The present study investigated the molecular etiology of 56 clinically diagnosed OI patients from 46 different families using an NGS panel, including a total of 4800 genes, including 13 genes related to OI. Genetic etiology was found in 38 (82.6%) of 46 families by targeted NGS analysis with this TruSight One Panel. Such targeted gene panels are extremely reliable and validated and can be used in a wide range of indications for genetic diseases. Panels containing the genes of most diseases inherited as Mendelian in humans, such as the Illumina TruSight One Panel, are also referred to as “clinical exomes”. This expression should not be confused with whole exome sequencing (WES) because approximately 20,000 genes detected in mankind are analyzed by WES analysis, while the clinical exome only contains genes associated with disease in humans. The advantage of the TruSight One panel compared to WES is that it is easier to analyze the results, and the cost is lower (20).

It is generally accepted that in-frame, partial deletions in the COL1A1 or COL1A2 genes can result in a lethal or severe OI phenotype when the resulting abnormal protein is not rapidly degraded but instead is incorporated in the triple helix exerting a dominant negative effect. In a study by (21), multiplex ligation-dependent probe amplification analysis was performed in the analysis of the COL1A1 gene in a group of 106 index patients. These authors found seven patients with deletion of the complete COL1A1 gene on one allele. In the present study, we did not evaluate the gross deletions and duplications in exons because this was outside the scope of the analysis methods. Although these types of variants are generally identified at low rates, they may be more relevant for the subgroup without any variants, in terms of disease severity through haploinsufficiency of COL1A1 and COL1A2 genes.
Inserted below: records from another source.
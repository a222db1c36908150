use std::fmt;

use serde::{Deserialize, Serialize};

/// Handle of a node inside a tree arena.
///
/// Handles are only meaningful for the tree that issued them. Arena slots are
/// reused once a subtree is removed, and the generation tells a stale handle
/// apart from the slot's new occupant.
#[derive(Debug, Clone, Copy, PartialEq, Eq, PartialOrd, Ord, Hash, Serialize, Deserialize)]
pub struct NodeId {
    index: u32,
    generation: u32,
}

impl NodeId {
    pub const fn new(index: u32) -> Self {
        Self::with_generation(index, 0)
    }

    pub const fn with_generation(index: u32, generation: u32) -> Self {
        Self { index, generation }
    }

    pub fn index(self) -> usize {
        self.index as usize
    }

    pub fn generation(self) -> u32 {
        self.generation
    }
}

impl fmt::Display for NodeId {
    fn fmt(&self, f: &mut fmt::Formatter<'_>) -> fmt::Result {
        match self.generation {
            0 => write!(f, "#{}", self.index),
            generation => write!(f, "#{}.{generation}", self.index),
        }
    }
}
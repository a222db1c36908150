use thiserror::Error;

use crate::{Access, ClientId};

/// Blackboard contract violations, reported to the caller of the offending
/// operation.
#[derive(Debug, Error)]
pub enum BlackboardError {
    #[error("blackboard client {0} is not registered")]
    UnknownClient(ClientId),

    #[error("blackboard key '{key}' has not been set")]
    KeyNotSet { key: String },

    #[error("client '{client}' lacks {required} access to key '{key}'")]
    AccessDenied {
        client: String,
        key: String,
        required: Access,
    },

    #[error("key '{key}' is exclusively written by client '{holder}'")]
    ExclusiveConflict { key: String, holder: String },

    #[error("value of key '{key}' could not be decoded: {source}")]
    Decode {
        key: String,
        #[source]
        source: serde_json::Error,
    },

    #[error("value for key '{key}' could not be encoded: {source}")]
    Encode {
        key: String,
        #[source]
        source: serde_json::Error,
    },
}
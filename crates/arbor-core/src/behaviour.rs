use std::time::Duration;

use serde::de::DeserializeOwned;
use serde::Serialize;
use serde_json::Value;

use crate::{Access, Blackboard, BlackboardError, ClientId, NodeId, Status};

pub type BoxError = Box<dyn std::error::Error + Send + Sync + 'static>;

/// Leaf task logic.
///
/// The tree drives the lifecycle: `initialise` runs whenever the node is
/// ticked while not `Running`, `update` runs on every tick, and `terminate`
/// runs when a tick resolves to `Success`/`Failure` or when a running node is
/// invalidated by its parent.
pub trait Behaviour: 'static {
    /// Blackboard keys registered for this node's client when it joins a tree.
    fn blackboard_keys(&self) -> Vec<(String, Access)> {
        Vec::new()
    }

    /// One-time initialisation before the first tick. Must finish within
    /// `timeout`.
    fn setup(&mut self, _timeout: Duration) -> Result<(), BoxError> {
        Ok(())
    }

    fn initialise(&mut self, _ctx: &mut Context<'_>) {}

    /// Must not block.
    fn update(&mut self, ctx: &mut Context<'_>) -> Status;

    fn terminate(&mut self, _new_status: Status, _ctx: &mut Context<'_>) {}
}

/// What a node sees while it is being ticked: the tick number, its feedback
/// message and the blackboard through its own client.
pub struct Context<'a> {
    tick: u64,
    node: NodeId,
    client: ClientId,
    blackboard: &'a mut Blackboard,
    feedback: &'a mut String,
}

impl<'a> Context<'a> {
    pub fn new(
        tick: u64,
        node: NodeId,
        client: ClientId,
        blackboard: &'a mut Blackboard,
        feedback: &'a mut String,
    ) -> Self {
        Self {
            tick,
            node,
            client,
            blackboard,
            feedback,
        }
    }

    pub fn tick(&self) -> u64 {
        self.tick
    }

    pub fn node(&self) -> NodeId {
        self.node
    }

    pub fn client(&self) -> ClientId {
        self.client
    }

    pub fn feedback(&self) -> &str {
        self.feedback.as_str()
    }

    pub fn set_feedback(&mut self, message: impl Into<String>) {
        *self.feedback = message.into();
    }

    pub fn clear_feedback(&mut self) {
        self.feedback.clear();
    }

    pub fn blackboard(&self) -> &Blackboard {
        &*self.blackboard
    }

    pub fn has(&self, key: &str) -> bool {
        self.blackboard.has(key)
    }

    pub fn read(&self, key: &str) -> Result<&Value, BlackboardError> {
        self.blackboard.read(self.client, key)
    }

    pub fn get<T: DeserializeOwned>(&self, key: &str) -> Result<T, BlackboardError> {
        self.blackboard.get(self.client, key)
    }

    pub fn write<T: Serialize>(&mut self, key: &str, value: T) -> Result<(), BlackboardError> {
        self.blackboard.write(self.client, key, value)
    }

    pub fn write_value(&mut self, key: &str, value: Value) -> Result<(), BlackboardError> {
        self.blackboard.write_value(self.client, key, value)
    }
}
use std::time::Duration;

use arbor_core::{BlackboardError, BoxError, NodeId};
use thiserror::Error;

/// Structural problems detected while building or editing a tree.
#[derive(Debug, Error)]
pub enum ConfigError {
    #[error("leaf '{node}' cannot own children (found {found})")]
    LeafWithChildren { node: String, found: usize },

    #[error("decorator '{node}' must have exactly one child (found {found})")]
    DecoratorChildCount { node: String, found: usize },

    #[error("node '{node}': {reason}")]
    InvalidParameter { node: String, reason: &'static str },

    #[error("node '{node}' is missing required parameter '{parameter}'")]
    MissingParameter {
        node: String,
        parameter: &'static str,
    },

    #[error("node '{node}' could not register its blackboard keys: {source}")]
    Blackboard {
        node: String,
        #[source]
        source: BlackboardError,
    },

    #[error("node {0} is not part of the tree")]
    UnknownNode(NodeId),

    #[error("the root node cannot be detached")]
    RootDetach,

    #[error("subtree added after setup could not be set up: {0}")]
    Setup(#[from] SetupError),
}

/// Fatal failures of the one-time setup pass. A tree whose setup failed must
/// not be ticked.
#[derive(Debug, Error)]
pub enum SetupError {
    #[error("setup of '{node}' ({id}) took {elapsed:?}, over the {timeout:?} budget")]
    Timeout {
        id: NodeId,
        node: String,
        elapsed: Duration,
        timeout: Duration,
    },

    #[error("setup of '{node}' ({id}) failed: {source}")]
    Failed {
        id: NodeId,
        node: String,
        #[source]
        source: BoxError,
    },
}
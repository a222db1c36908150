//! Owned node descriptions, consumed when a tree is built.
//!
//! A [`Node`] owns its children by value, so the same child can never be
//! handed to two parents.

use arbor_core::{Access, Behaviour, Context, Status};

use crate::composite::ParallelPolicy;
use crate::decorator::Decorator;
use crate::ConfigError;

pub(crate) enum NodeKind {
    Leaf(Box<dyn Behaviour>),
    Sequence { memory: bool },
    Parallel(ParallelPolicy),
    Decorator(Decorator),
}

impl NodeKind {
    pub(crate) fn type_name(&self) -> &'static str {
        match self {
            NodeKind::Leaf(_) => "Leaf",
            NodeKind::Sequence { .. } => "Sequence",
            NodeKind::Parallel(_) => "Parallel",
            NodeKind::Decorator(decorator) => decorator.type_name(),
        }
    }

    pub(crate) fn blackboard_keys(&self) -> Vec<(String, Access)> {
        match self {
            NodeKind::Leaf(behaviour) => behaviour.blackboard_keys(),
            NodeKind::Decorator(decorator) => decorator.blackboard_keys(),
            NodeKind::Sequence { .. } | NodeKind::Parallel(_) => Vec::new(),
        }
    }
}

pub struct Node {
    pub(crate) name: String,
    pub(crate) kind: NodeKind,
    pub(crate) children: Vec<Node>,
    pub(crate) access: Vec<(String, Access)>,
}

impl Node {
    fn new(name: impl Into<String>, kind: NodeKind) -> Self {
        Self {
            name: name.into(),
            kind,
            children: Vec::new(),
            access: Vec::new(),
        }
    }

    pub fn leaf(name: impl Into<String>, behaviour: impl Behaviour) -> Self {
        Self::new(name, NodeKind::Leaf(Box::new(behaviour)))
    }

    pub fn sequence(name: impl Into<String>, memory: bool) -> Self {
        Self::new(name, NodeKind::Sequence { memory })
    }

    pub fn parallel(name: impl Into<String>, policy: ParallelPolicy) -> Self {
        Self::new(name, NodeKind::Parallel(policy))
    }

    /// A decorator without its child. The child must be added before the node
    /// is built into a tree.
    pub fn decorator(name: impl Into<String>, decorator: Decorator) -> Self {
        Self::new(name, NodeKind::Decorator(decorator))
    }

    pub fn inverter(name: impl Into<String>, child: Node) -> Self {
        Self::decorator(name, Decorator::Inverter).with_child(child)
    }

    pub fn failure_is_success(name: impl Into<String>, child: Node) -> Self {
        Self::decorator(name, Decorator::FailureIsSuccess).with_child(child)
    }

    pub fn success_is_failure(name: impl Into<String>, child: Node) -> Self {
        Self::decorator(name, Decorator::SuccessIsFailure).with_child(child)
    }

    pub fn condition(name: impl Into<String>, target: Status, child: Node) -> Self {
        Self::decorator(name, Decorator::Condition { target }).with_child(child)
    }

    pub fn eternal_guard(
        name: impl Into<String>,
        condition: impl FnMut(&Context<'_>) -> bool + 'static,
        child: Node,
    ) -> Self {
        Self::decorator(name, Decorator::eternal_guard(condition)).with_child(child)
    }

    pub fn retry(name: impl Into<String>, num_failures: u32, child: Node) -> Self {
        Self::decorator(name, Decorator::Retry { num_failures }).with_child(child)
    }

    pub fn for_each(
        name: impl Into<String>,
        source_key: impl Into<String>,
        target_key: impl Into<String>,
        child: Node,
    ) -> Self {
        let decorator = Decorator::ForEach {
            source_key: source_key.into(),
            target_key: target_key.into(),
        };
        Self::decorator(name, decorator).with_child(child)
    }

    pub fn status_to_blackboard(
        name: impl Into<String>,
        variable_name: impl Into<String>,
        child: Node,
    ) -> Self {
        let decorator = Decorator::StatusToBlackboard {
            variable_name: variable_name.into(),
        };
        Self::decorator(name, decorator).with_child(child)
    }

    pub fn with_child(mut self, child: Node) -> Self {
        self.children.push(child);
        self
    }

    pub fn with_children(mut self, children: impl IntoIterator<Item = Node>) -> Self {
        self.children.extend(children);
        self
    }

    pub fn add_child(&mut self, child: Node) {
        self.children.push(child);
    }

    /// Registers an extra blackboard key for this node's client, typically
    /// one an eternal-guard condition reads.
    pub fn with_access(mut self, key: impl Into<String>, access: Access) -> Self {
        self.access.push((key.into(), access));
        self
    }

    pub fn name(&self) -> &str {
        &self.name
    }

    pub fn children(&self) -> &[Node] {
        &self.children
    }

    pub(crate) fn validate(&self) -> Result<(), ConfigError> {
        match &self.kind {
            NodeKind::Leaf(_) if !self.children.is_empty() => Err(ConfigError::LeafWithChildren {
                node: self.name.clone(),
                found: self.children.len(),
            }),
            NodeKind::Decorator(decorator) => {
                if self.children.len() != 1 {
                    return Err(ConfigError::DecoratorChildCount {
                        node: self.name.clone(),
                        found: self.children.len(),
                    });
                }
                decorator.validate(&self.name)
            }
            _ => Ok(()),
        }
    }

    /// Structural checks for the whole subtree, without building anything.
    pub(crate) fn validate_subtree(&self) -> Result<(), ConfigError> {
        self.validate()?;
        self.children.iter().try_for_each(Node::validate_subtree)
    }
}

impl std::fmt::Debug for Node {
    fn fmt(&self, f: &mut std::fmt::Formatter<'_>) -> std::fmt::Result {
        f.debug_struct("Node")
            .field("name", &self.name)
            .field("type", &self.kind.type_name())
            .field("children", &self.children)
            .finish()
    }
}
Consanguineous marriage was present in 28.5% of patients, and 39.3% had a family history of OI. Consanguineous marriage may lead to a high rate of autosomal recessive variants being found. In a study in India with seven patients of consanguineous marriage, SERPINF1, PPIB, and CRTAB mutations were detected (22). In a study evaluating COL1A1 and COL1A2 gene variants in 364 patients of Italian origin, the rate of positive family history rate was 57.7% (23). However, this increased rate of more than half may have been present because, with the exception of the two autosomal dominant gene variants in COL1A1 and COL1A2, other types of OI were not studied. Family history rates were reported to be 53% in the Korean population (24), and 32-33% in different societies (25, 26, 27). The reason for these differences may be due to genetic differences in societies, variations in the genetic analysis methods used, and the changing frequency of de novo variants. Furthermore, the frequency of consanguineous marriage and/or founder variants in a society will lead to variability in the distribution of genes responsible for OI.
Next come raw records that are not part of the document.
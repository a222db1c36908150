//! Tooling primitives for observing arbor trees.
//!
//! This crate is intentionally small: it records what the engine did, and
//! leaves rendering to whoever consumes the events.

#![cfg_attr(docsrs, feature(doc_cfg))]
#![forbid(unsafe_code)]

pub mod trace;

pub use trace::{NullTraceSink, Phase, SharedTraceLog, TraceEvent, TraceLog, TraceSink};
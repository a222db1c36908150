//! Tick-driven behaviour trees built on `arbor-core`.
//!
//! A [`Node`] describes a subtree; [`Tree`] turns it into an arena of live
//! nodes and drives the initialise/update/terminate lifecycle; and
//! [`BehaviourTree`] pairs a tree with its blackboard.

#![cfg_attr(docsrs, feature(doc_cfg))]
#![forbid(unsafe_code)]

pub mod behaviours;
pub mod composite;
pub mod config;
pub mod controller;
pub mod decorator;
pub mod error;
pub mod node;
pub mod tree;

pub use arbor_core::{
    Access, Behaviour, Blackboard, BlackboardError, BoxError, ClientId, Context, NodeId, Status,
};
pub use composite::ParallelPolicy;
pub use config::{NodeConfig, NodeKindConfig, TreeConfig};
pub use controller::BehaviourTree;
pub use decorator::Decorator;
pub use error::{ConfigError, SetupError};
pub use node::Node;
pub use tree::{NodeEntry, PreOrder, Traversal, Tree};
#![allow(dead_code)]

use std::cell::RefCell;
use std::rc::Rc;

use arbor::{Behaviour, Context, Node, Status};

pub type Journal = Rc<RefCell<Vec<String>>>;

pub fn journal() -> Journal {
    Rc::new(RefCell::new(Vec::new()))
}

/// Returns `script` in order, repeating the last entry, and records every
/// lifecycle call as `name:phase`.
pub struct Scripted {
    name: &'static str,
    script: Vec<Status>,
    next: usize,
    journal: Journal,
}

impl Scripted {
    pub fn new(name: &'static str, script: &[Status], journal: &Journal) -> Self {
        Self {
            name,
            script: script.to_vec(),
            next: 0,
            journal: journal.clone(),
        }
    }
}

impl Behaviour for Scripted {
    fn initialise(&mut self, _ctx: &mut Context<'_>) {
        self.journal
            .borrow_mut()
            .push(format!("{}:initialise", self.name));
    }

    fn update(&mut self, _ctx: &mut Context<'_>) -> Status {
        self.journal.borrow_mut().push(format!("{}:update", self.name));
        let index = self.next.min(self.script.len() - 1);
        self.next += 1;
        self.script[index]
    }

    fn terminate(&mut self, new_status: Status, _ctx: &mut Context<'_>) {
        self.journal
            .borrow_mut()
            .push(format!("{}:terminate({new_status})", self.name));
    }
}

pub fn scripted(name: &'static str, script: &[Status], journal: &Journal) -> Node {
    Node::leaf(name, Scripted::new(name, script, journal))
}

pub fn entries(journal: &Journal, prefix: &str) -> Vec<String> {
    journal
        .borrow()
        .iter()
        .filter(|entry| entry.starts_with(prefix))
        .cloned()
        .collect()
}
//! arbor CLI.
//!
//! - `arbor list` - show the built-in demos
//! - `arbor demo <name>` - tick a built-in demo tree
//! - `arbor run <file>` - load a JSON tree description and tick it

mod demos;

use std::path::PathBuf;
use std::time::Duration;

use anyhow::{bail, Context, Result};
use clap::{Parser, Subcommand};
use tracing_subscriber::{fmt, EnvFilter};

use arbor::{BehaviourTree, NodeId, Traversal, Tree, TreeConfig};

#[derive(Parser)]
#[command(name = "arbor")]
#[command(about = "Tick-driven behaviour trees", version)]
struct Cli {
    /// Verbose output
    #[arg(short, long, global = true)]
    verbose: bool,

    #[command(subcommand)]
    command: Commands,
}

#[derive(Subcommand)]
enum Commands {
    /// List the built-in demos
    List,

    /// Tick a built-in demo
    Demo {
        name: String,

        /// Number of ticks (defaults to the demo's own length)
        #[arg(long)]
        ticks: Option<u64>,
    },

    /// Load a JSON tree file and tick it
    Run {
        file: PathBuf,

        /// Number of ticks (defaults to `max_ticks` from the file)
        #[arg(long)]
        ticks: Option<u64>,
    },
}

fn main() -> Result<()> {
    let cli = Cli::parse();

    let filter = if cli.verbose {
        EnvFilter::new("debug")
    } else {
        EnvFilter::new("info")
    };

    fmt().with_env_filter(filter).with_target(false).init();

    match cli.command {
        Commands::List => {
            list_demos();
            Ok(())
        }
        Commands::Demo { name, ticks } => run_demo(&name, ticks),
        Commands::Run { file, ticks } => run_file(&file, ticks),
    }
}

fn list_demos() {
    let width = demos::DEMOS.iter().map(|d| d.name.len()).max().unwrap_or(0);
    for demo in demos::DEMOS {
        println!("  {:width$}  {}", demo.name, demo.about);
    }
}

fn run_demo(name: &str, ticks: Option<u64>) -> Result<()> {
    let Some(demo) = demos::find(name) else {
        bail!("unknown demo '{name}' (try `arbor list`)");
    };
    tracing::info!(demo = demo.name, "running demo");

    let mut bt = demo.build()?;
    bt.setup(Duration::from_secs(1))
        .with_context(|| format!("setting up demo '{name}'"))?;
    drive(&mut bt, ticks.unwrap_or(demo.ticks));
    Ok(())
}

fn run_file(path: &PathBuf, ticks: Option<u64>) -> Result<()> {
    let text = std::fs::read_to_string(path)
        .with_context(|| format!("reading {}", path.display()))?;
    let config = TreeConfig::from_json_str(&text)
        .with_context(|| format!("parsing {}", path.display()))?;
    tracing::info!(file = %path.display(), "running tree file");

    let timeout = config.setup_timeout();
    let max_ticks = ticks.unwrap_or(config.max_ticks);
    let mut bt = config
        .build()
        .with_context(|| format!("building tree from {}", path.display()))?;
    bt.setup(timeout).context("tree setup")?;
    drive(&mut bt, max_ticks);
    Ok(())
}

/// Ticks until the root resolves or `max_ticks` ticks have run, printing
/// each traversal.
fn drive(bt: &mut BehaviourTree, max_ticks: u64) {
    for _ in 0..max_ticks {
        let traversal = bt.tick();
        print_tick(bt.tree(), &traversal);
        if bt.status().is_resolved() {
            break;
        }
    }

    let keys: Vec<&str> = bt.blackboard().keys().collect();
    if !keys.is_empty() {
        println!("blackboard keys: {}", keys.join(", "));
    }
    tracing::info!(ticks = bt.count(), status = %bt.status(), "done");
}

fn print_tick(tree: &Tree, traversal: &Traversal) {
    let root = &tree[tree.root()];
    println!("--- tick {} [{}] ---", traversal.tick(), root.status());
    for &id in traversal {
        let entry = &tree[id];
        let indent = "  ".repeat(depth(tree, id));
        let feedback = entry.feedback_message();
        if feedback.is_empty() {
            println!("{indent}{} [{}]", entry.name(), entry.status());
        } else {
            println!("{indent}{} [{}] -- {feedback}", entry.name(), entry.status());
        }
    }
}

fn depth(tree: &Tree, id: NodeId) -> usize {
    std::iter::successors(tree.get(id).and_then(|e| e.parent()), |p| {
        tree.get(*p).and_then(|e| e.parent())
    })
    .count()
}

#[cfg(test)]
mod tests {
    use super::*;
    use arbor::Status;

    #[test]
    fn cli_parses_subcommands() {
        let cli = Cli::try_parse_from(["arbor", "demo", "retry", "--ticks", "3"]).unwrap();
        assert!(matches!(
            cli.command,
            Commands::Demo { ref name, ticks: Some(3) } if name == "retry"
        ));

        let cli = Cli::try_parse_from(["arbor", "-v", "run", "tree.json"]).unwrap();
        assert!(cli.verbose);
        assert!(matches!(cli.command, Commands::Run { ticks: None, .. }));
    }

    #[test]
    fn sample_patrol_tree_completes() {
        let config = TreeConfig::from_json_str(include_str!("../trees/patrol.json")).unwrap();
        let max_ticks = config.max_ticks;
        let mut bt = config.build().unwrap();
        bt.setup(Duration::from_millis(500)).unwrap();

        assert_eq!(bt.tick_until_resolved(max_ticks), Status::Success);
        assert_eq!(bt.count(), 9);
    }

    #[test]
    fn drive_stops_once_the_root_resolves() {
        let mut bt = demos::find("sequence").unwrap().build().unwrap();
        drive(&mut bt, 50);
        assert_eq!(bt.count(), 3);
        assert_eq!(bt.status(), Status::Success);

        let mut bt = demos::find("skeleton").unwrap().build().unwrap();
        drive(&mut bt, 2);
        assert_eq!(bt.count(), 2);
    }

    #[test]
    fn depth_counts_ancestors() {
        let bt = demos::find("skeleton").unwrap().build().unwrap();
        let tree = bt.tree();
        let job = tree.find("Job").unwrap();
        assert_eq!(depth(tree, tree.root()), 0);
        assert_eq!(depth(tree, job), 3);
    }
}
The clinical finding of blue sclera is one of the distinctive clinical features of OI and is frequently observed in patients with type 1 OI. Patients with type 3 and 4 OI may have blue sclera at birth, but the bluish color disappears with increasing age (2, 8, 28). In our study group, 34 (60.7%) of the patients had blue sclera.

Bone fractures and deformities in OI usually occur at an early age and are often caused by repeated bone remodeling in long bones (2, 29). This affects patients’ growth, functional status, and mobility. In our study, 20.6% of patients with the COL1A1 variant and all of those with the COL1A2 variant had difficulty walking. In 24.1% of patients with the COL1A1 variants, and all of those with the COL1A2 variants, deformities were detected in the extremities. Mohd Nawawi et al., (30) showed that 63.6% of all OI patients had bone deformities at the age of nine years and needed help to walk. Studies have shown that bone deformities are more common in patients with qualitative variants than quantitative variants (2, 29). Hald et al. (31, 32) showed that OI patients with quantitative defects had normal protein structure in bone, despite collagen deficiency. This allows bone mineralization and thus leads to fewer breakages than qualitative defects (11, 31).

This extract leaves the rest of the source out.